Пышные рукава, узкая талия, смешные пышные штанишки с разрезами и чулки выше колен. Золотая тесьма, кружева — О, великий Эрхард! — на кого я похож!?
— Мне стоит показаться миледи?
— Безусловно, милорд!
Я приблизил лицо к зеркалу и в упор посмотрел в свои глаза, янтарно–золотистые как у отца….
Дверь в комнаты сестры закрыта изнутри — я постучал. Девчачий писк послышался в ответ.
— Кто здесь? — послышался взволнованный голос, кажется, камеристки Люси.
— Это я, Грегори, мне нужно к миледи.
За дверью зашушукались, зашуршали материей.
— Минутку, братик! — отозвалась наконец сестра.
Я сел в кресло. Что ж они там не одеты? Заманчивые картинки возникли в голове — сестра и ее камеристка Люси — голенькие, в одних чулках с подвязками стоят на цыпочках у двери, вызывающе торчат коричневые соски на полных грудях…
От таких мыслей появилось стеснение в штанах.
«Не думать о белой обезьяне, не думать о белой обезьяне» — забормотал я привычную формулу, и белая, пушистая, как кошка поварихи Сьюзен, обезьянка появилась в мыслях, сменив голеньких девчонок — обезьянка скалилась и показывала мне язык…
Однажды в хорошем настроении, что бывает редко, отец с улыбкой рассказал мне про белую обезьяну.
«Это отличный метод отвлечь мысли от чего-нибудь — прикажи себе не думать о белой обезьяне, и спустя несколько секунд ни о чем, кроме нее, ты думать не будешь».
Противное белое животное занимало мои мысли еще минут десять.
Щелкнул замок, и дверь слегка приоткрылась.
— Милорд, войдите.
Камеристка Люси стояла возле двери.

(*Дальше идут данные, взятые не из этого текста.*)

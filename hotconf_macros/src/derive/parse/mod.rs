//! Parsing of `#[bind(...)]` attributes.

use proc_macro2::TokenStream;
use quote::quote;
use syn::meta::ParseNestedMeta;
use syn::{Attribute, Data, DeriveInput, Fields, Ident, LitStr};

mod literals;

use literals::lit_str;

/// Struct-level attributes.
#[derive(Default)]
pub(crate) struct StructAttrs {
    /// Overrides the generated crate path for dependency aliasing.
    pub crate_path: Option<syn::Path>,
}

impl StructAttrs {
    /// Tokens prefixing every runtime item the generated code names.
    ///
    /// Generated impls call `hotconf::bind_leaf` and `hotconf::Bind` by
    /// path, so a crate that depends on `hotconf` under another name (for
    /// example `config = { package = "hotconf", .. }`) declares
    /// `#[bind(crate = "config")]` and every path is emitted as `config::..`.
    /// Inside `hotconf` itself the default resolves through
    /// `extern crate self as hotconf`.
    pub(crate) fn runtime_path(&self) -> TokenStream {
        self.crate_path
            .as_ref()
            .map_or_else(|| quote! { hotconf }, |path| quote! { #path })
    }
}

/// Field-level attributes.
#[derive(Default)]
pub(crate) struct FieldAttrs {
    pub key: Option<LitStr>,
    pub default: Option<LitStr>,
    pub nested: bool,
}

/// How a single field participates in binding.
pub(crate) enum FieldBinding {
    Leaf { key: LitStr, default: Option<LitStr> },
    Nested,
    Skip,
}

pub(crate) struct BindField {
    pub ident: Ident,
    pub binding: FieldBinding,
}

pub(crate) struct BindInput {
    pub struct_attrs: StructAttrs,
    pub fields: Vec<BindField>,
}

/// Iterate all `#[bind(...)]` attributes once and apply a callback.
fn parse_bind<F>(attrs: &[Attribute], mut f: F) -> syn::Result<()>
where
    F: FnMut(&ParseNestedMeta) -> syn::Result<()>,
{
    for attr in attrs.iter().filter(|a| a.path().is_ident("bind")) {
        attr.parse_nested_meta(|meta| f(&meta))?;
    }
    Ok(())
}

fn unknown(meta: &ParseNestedMeta, allowed: &str) -> syn::Error {
    let name = meta
        .path
        .get_ident()
        .map_or_else(|| String::from("?"), ToString::to_string);
    meta.error(format!("unknown bind attribute `{name}`; expected {allowed}"))
}

/// Extracts `#[bind(...)]` metadata applied to a struct.
///
/// Only `crate` is recognised; any other key is a compile error.
pub(crate) fn parse_struct_attrs(attrs: &[Attribute]) -> syn::Result<StructAttrs> {
    let mut out = StructAttrs::default();
    parse_bind(attrs, |meta| {
        if meta.path.is_ident("crate") {
            if out.crate_path.is_some() {
                return Err(meta.error("duplicate `crate` override"));
            }
            let s = lit_str(meta, "crate")?;
            let path: syn::Path =
                syn::parse_str(&s.value()).map_err(|e| syn::Error::new(s.span(), e))?;
            out.crate_path = Some(path);
            Ok(())
        } else {
            Err(unknown(meta, "`crate`"))
        }
    })?;
    Ok(out)
}

/// Extracts `#[bind(...)]` metadata applied to a field.
pub(crate) fn parse_field_attrs(attrs: &[Attribute]) -> syn::Result<FieldAttrs> {
    let mut out = FieldAttrs::default();
    parse_bind(attrs, |meta| {
        match meta.path.get_ident().map(ToString::to_string).as_deref() {
            Some("key") => out.key = Some(lit_str(meta, "key")?),
            Some("default") => out.default = Some(lit_str(meta, "default")?),
            Some("nested") => out.nested = true,
            _ => return Err(unknown(meta, "`key`, `default` or `nested`")),
        }
        Ok(())
    })?;
    Ok(out)
}

impl FieldAttrs {
    /// Validate attribute combinations and classify the field.
    fn into_binding(self, field: &Ident) -> syn::Result<FieldBinding> {
        match (self.key, self.default, self.nested) {
            (Some(key), _, true) => Err(syn::Error::new(
                key.span(),
                format!("field `{field}` cannot combine `key` with `nested`"),
            )),
            (None, Some(default), _) => Err(syn::Error::new(
                default.span(),
                format!("field `{field}` has a `default` but no `key`"),
            )),
            (Some(key), default, false) => Ok(FieldBinding::Leaf { key, default }),
            (None, None, true) => Ok(FieldBinding::Nested),
            (None, None, false) => Ok(FieldBinding::Skip),
        }
    }
}

/// Gathers the struct attributes and classified fields.
///
/// Rejects enums, unions, tuple structs and unit structs.
pub(crate) fn parse_input(input: &DeriveInput) -> syn::Result<BindInput> {
    let struct_attrs = parse_struct_attrs(&input.attrs)?;
    let named = match &input.data {
        Data::Struct(data) => match &data.fields {
            Fields::Named(named) => &named.named,
            Fields::Unnamed(_) | Fields::Unit => {
                return Err(syn::Error::new_spanned(
                    data.struct_token,
                    "Bind requires a struct with named fields",
                ));
            }
        },
        Data::Enum(_) | Data::Union(_) => {
            return Err(syn::Error::new_spanned(
                &input.ident,
                "Bind can only be derived for structs",
            ));
        }
    };

    let mut fields = Vec::with_capacity(named.len());
    for field in named {
        let Some(ident) = field.ident.clone() else {
            return Err(syn::Error::new_spanned(field, "Bind requires named fields"));
        };
        let binding = parse_field_attrs(&field.attrs)?.into_binding(&ident)?;
        fields.push(BindField { ident, binding });
    }
    Ok(BindInput {
        struct_attrs,
        fields,
    })
}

Она улыбнулась, и сразу возникли ямочки на щеках. Она очень аппетитная штучка эта Люси, ростом мне по плечо, полненькая шатенка с карими глазами. Ее скромное закрытое платье прятало развитые формы хозяйки от нескромных взглядов — в том числе моих.
Сестра в длинном белом платье встала с постели навстречу мне.
— Милорд брат…
— Сестра, ты великолепно выглядишь в этом белоснежной наряде, зачем тебе другие?
Я обвел рукой груды нарядов, лежавших и висевших по всей комнате. Похоже, из шкафов выволокли все. Под лучами солнца, бьющих из окон, вся груда одежды играла всеми красками возможными в природе, кроме черного, разумеется.